Begin at the line containing "must stay Downloaded" and reproduce every line through the end of the entries below. Nothing else should appear.

*** Opening of Data for this task ***

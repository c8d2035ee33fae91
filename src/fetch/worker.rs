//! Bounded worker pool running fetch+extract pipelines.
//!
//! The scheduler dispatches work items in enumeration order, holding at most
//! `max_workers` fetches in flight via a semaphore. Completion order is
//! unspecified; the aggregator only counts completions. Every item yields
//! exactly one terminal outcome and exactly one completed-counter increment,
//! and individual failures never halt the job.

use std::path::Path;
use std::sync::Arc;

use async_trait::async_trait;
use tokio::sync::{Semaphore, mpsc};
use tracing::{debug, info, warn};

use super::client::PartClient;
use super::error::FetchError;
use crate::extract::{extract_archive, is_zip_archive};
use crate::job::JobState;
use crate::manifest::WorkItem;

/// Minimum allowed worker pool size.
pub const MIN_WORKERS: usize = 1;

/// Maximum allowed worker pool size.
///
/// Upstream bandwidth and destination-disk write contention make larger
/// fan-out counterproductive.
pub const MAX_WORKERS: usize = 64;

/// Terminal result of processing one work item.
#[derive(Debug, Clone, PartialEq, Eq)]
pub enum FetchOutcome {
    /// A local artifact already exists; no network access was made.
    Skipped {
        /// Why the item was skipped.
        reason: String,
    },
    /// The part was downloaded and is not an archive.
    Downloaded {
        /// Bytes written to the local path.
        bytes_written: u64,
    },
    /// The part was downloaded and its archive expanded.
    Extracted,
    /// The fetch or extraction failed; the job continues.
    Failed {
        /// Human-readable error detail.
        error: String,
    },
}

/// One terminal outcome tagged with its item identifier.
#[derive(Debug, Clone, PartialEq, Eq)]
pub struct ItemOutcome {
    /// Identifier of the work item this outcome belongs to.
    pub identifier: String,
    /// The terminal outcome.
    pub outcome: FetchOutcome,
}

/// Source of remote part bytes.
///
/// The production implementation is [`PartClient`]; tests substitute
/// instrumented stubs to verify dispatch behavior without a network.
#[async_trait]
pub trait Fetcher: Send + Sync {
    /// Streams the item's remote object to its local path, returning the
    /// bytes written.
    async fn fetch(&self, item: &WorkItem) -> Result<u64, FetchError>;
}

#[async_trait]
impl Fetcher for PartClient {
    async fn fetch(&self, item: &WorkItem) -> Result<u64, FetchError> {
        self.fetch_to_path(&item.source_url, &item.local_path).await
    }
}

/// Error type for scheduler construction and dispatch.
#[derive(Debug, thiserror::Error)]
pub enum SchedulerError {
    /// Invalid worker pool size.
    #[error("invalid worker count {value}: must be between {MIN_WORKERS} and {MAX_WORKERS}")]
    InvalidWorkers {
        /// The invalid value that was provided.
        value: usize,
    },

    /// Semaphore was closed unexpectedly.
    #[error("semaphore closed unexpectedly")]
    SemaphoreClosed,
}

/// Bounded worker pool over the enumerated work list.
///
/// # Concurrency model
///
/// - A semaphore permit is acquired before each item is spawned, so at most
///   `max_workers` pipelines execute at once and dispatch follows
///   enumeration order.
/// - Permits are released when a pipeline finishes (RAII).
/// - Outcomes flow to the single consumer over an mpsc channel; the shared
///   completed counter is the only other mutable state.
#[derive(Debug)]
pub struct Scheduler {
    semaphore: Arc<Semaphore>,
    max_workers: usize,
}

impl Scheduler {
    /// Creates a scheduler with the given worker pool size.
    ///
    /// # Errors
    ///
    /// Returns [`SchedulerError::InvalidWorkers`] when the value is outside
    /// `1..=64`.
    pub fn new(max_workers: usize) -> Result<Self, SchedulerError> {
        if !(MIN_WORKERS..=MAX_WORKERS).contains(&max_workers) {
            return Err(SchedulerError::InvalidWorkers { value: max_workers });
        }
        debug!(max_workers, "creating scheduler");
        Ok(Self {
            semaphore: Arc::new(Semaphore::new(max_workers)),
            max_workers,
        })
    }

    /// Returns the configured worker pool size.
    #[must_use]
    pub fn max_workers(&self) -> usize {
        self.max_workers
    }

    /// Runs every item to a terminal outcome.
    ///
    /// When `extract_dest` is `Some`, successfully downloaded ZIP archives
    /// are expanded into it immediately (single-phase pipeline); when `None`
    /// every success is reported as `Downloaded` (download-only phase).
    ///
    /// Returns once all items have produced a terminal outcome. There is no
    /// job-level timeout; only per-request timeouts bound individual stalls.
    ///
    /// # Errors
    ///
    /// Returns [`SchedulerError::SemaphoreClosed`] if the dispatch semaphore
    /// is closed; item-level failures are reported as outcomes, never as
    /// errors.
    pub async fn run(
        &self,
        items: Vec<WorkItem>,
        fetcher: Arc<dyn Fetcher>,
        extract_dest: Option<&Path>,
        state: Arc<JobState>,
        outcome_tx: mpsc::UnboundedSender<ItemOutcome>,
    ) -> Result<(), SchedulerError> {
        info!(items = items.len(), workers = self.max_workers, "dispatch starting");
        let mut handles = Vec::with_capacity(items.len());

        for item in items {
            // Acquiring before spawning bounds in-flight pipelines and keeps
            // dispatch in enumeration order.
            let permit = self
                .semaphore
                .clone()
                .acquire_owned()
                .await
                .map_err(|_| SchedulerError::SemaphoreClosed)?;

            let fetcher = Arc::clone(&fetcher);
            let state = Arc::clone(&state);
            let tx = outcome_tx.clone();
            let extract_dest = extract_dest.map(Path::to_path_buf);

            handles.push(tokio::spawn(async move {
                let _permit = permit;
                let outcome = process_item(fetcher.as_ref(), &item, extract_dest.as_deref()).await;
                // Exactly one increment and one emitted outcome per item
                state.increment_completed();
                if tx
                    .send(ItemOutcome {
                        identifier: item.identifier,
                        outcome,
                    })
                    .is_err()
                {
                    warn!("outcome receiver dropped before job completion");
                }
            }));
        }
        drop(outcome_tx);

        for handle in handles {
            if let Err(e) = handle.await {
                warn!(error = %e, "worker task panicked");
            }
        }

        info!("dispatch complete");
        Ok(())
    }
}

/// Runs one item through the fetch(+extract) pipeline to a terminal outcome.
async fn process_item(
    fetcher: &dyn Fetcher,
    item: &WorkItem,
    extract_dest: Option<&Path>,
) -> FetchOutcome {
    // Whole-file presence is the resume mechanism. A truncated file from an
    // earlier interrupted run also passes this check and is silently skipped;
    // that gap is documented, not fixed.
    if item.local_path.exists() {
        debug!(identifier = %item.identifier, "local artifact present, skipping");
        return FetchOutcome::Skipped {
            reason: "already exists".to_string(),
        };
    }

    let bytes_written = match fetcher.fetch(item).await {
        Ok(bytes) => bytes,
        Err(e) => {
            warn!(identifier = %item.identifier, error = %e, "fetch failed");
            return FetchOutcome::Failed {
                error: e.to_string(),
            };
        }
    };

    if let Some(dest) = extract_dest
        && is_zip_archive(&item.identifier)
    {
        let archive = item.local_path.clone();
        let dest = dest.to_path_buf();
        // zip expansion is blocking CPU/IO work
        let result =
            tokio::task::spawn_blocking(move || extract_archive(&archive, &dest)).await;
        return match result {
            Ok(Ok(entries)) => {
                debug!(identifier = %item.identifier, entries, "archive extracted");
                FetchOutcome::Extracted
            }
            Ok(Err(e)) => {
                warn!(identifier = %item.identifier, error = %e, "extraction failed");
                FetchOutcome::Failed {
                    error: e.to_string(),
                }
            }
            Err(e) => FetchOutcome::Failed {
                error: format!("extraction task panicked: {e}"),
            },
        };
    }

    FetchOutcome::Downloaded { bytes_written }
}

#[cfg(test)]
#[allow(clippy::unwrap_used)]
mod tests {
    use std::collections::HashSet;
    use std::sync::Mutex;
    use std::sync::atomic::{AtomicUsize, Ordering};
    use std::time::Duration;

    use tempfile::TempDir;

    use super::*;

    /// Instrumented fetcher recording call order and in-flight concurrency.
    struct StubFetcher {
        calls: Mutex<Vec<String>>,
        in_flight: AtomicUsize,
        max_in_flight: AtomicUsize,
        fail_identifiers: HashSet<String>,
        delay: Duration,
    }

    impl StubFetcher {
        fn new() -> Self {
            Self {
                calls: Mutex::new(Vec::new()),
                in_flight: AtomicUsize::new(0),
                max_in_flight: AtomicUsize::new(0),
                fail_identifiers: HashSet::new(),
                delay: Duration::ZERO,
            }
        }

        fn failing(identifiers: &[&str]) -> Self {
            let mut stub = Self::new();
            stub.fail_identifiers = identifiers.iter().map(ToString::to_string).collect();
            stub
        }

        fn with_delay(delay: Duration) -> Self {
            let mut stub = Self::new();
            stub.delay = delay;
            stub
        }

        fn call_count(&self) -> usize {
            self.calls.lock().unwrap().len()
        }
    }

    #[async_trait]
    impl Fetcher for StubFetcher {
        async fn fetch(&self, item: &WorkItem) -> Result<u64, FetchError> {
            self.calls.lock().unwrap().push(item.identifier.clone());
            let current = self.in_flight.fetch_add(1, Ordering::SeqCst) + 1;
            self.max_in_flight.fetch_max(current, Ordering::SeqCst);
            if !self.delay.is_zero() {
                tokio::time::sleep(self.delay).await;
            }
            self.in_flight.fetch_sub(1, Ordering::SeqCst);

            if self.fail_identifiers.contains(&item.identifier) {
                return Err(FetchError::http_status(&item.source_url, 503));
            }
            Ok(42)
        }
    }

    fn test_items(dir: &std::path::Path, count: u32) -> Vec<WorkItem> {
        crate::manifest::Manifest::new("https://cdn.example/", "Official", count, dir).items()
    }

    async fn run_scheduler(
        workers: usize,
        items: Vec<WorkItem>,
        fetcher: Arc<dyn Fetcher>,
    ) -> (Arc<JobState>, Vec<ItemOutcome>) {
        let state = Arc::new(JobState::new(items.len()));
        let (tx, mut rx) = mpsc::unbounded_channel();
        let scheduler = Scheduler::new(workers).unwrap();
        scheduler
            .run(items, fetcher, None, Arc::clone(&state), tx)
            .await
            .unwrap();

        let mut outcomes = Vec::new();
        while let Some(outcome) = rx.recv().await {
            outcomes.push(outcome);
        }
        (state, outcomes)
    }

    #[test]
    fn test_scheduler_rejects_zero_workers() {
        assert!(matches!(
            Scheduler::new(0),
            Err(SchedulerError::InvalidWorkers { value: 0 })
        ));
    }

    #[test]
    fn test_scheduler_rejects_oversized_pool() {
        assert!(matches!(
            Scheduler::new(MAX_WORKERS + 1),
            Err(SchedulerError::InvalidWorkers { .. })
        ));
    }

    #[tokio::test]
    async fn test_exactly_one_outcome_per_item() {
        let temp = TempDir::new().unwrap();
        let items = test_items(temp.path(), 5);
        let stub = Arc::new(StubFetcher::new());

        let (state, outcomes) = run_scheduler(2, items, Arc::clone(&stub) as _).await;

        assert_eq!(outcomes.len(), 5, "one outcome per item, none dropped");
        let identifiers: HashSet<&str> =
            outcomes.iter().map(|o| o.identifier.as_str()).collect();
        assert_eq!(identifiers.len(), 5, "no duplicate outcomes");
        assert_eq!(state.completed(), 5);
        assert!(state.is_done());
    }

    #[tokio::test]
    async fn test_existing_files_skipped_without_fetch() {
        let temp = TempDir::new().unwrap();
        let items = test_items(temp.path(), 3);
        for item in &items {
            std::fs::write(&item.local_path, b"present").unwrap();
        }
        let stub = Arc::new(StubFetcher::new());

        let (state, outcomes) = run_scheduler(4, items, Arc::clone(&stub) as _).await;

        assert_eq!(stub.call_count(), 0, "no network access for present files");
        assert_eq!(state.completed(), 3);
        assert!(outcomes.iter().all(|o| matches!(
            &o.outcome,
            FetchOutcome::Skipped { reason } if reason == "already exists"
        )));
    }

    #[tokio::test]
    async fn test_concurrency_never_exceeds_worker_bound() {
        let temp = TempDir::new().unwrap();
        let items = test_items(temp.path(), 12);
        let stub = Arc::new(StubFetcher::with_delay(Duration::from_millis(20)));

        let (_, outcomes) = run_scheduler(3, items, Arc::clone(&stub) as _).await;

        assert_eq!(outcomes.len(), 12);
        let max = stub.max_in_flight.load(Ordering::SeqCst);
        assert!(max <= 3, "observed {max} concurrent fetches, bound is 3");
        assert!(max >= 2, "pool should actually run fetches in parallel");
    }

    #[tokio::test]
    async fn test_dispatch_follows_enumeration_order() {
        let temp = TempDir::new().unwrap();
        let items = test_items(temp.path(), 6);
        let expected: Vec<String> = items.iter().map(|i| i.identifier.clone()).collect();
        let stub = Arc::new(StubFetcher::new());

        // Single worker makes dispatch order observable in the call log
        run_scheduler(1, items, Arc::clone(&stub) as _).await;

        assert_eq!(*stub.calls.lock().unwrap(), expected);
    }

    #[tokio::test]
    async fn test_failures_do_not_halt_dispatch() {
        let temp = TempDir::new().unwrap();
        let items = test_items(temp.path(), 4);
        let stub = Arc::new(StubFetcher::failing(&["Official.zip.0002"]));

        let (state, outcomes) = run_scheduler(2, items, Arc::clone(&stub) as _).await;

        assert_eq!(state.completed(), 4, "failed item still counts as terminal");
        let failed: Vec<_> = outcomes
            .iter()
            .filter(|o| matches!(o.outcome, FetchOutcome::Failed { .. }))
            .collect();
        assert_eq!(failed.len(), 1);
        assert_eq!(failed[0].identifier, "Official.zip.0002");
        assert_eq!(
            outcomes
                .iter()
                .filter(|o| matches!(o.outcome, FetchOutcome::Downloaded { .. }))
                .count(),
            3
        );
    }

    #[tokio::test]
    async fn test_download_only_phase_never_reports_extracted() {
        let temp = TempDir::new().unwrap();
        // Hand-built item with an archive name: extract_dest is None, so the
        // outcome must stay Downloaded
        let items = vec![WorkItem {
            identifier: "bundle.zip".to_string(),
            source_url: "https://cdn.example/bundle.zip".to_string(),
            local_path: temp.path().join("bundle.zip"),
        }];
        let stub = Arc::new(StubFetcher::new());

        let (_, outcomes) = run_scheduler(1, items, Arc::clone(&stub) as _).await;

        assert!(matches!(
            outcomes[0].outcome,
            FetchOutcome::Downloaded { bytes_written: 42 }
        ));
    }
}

*** Close of Data for this task ***

**Result of the task:**
        // outcome must stay Downloaded
        let items = vec![WorkItem {
            identifier: "bundle.zip".to_string(),
            source_url: "https://cdn.example/bundle.zip".to_string(),
            local_path: temp.path().join("bundle.zip"),
        }];
        let stub = Arc::new(StubFetcher::new());

        let (_, outcomes) = run_scheduler(1, items, Arc::clone(&stub) as _).await;

        assert!(matches!(
            outcomes[0].outcome,
            FetchOutcome::Downloaded { bytes_written: 42 }
        ));
    }
}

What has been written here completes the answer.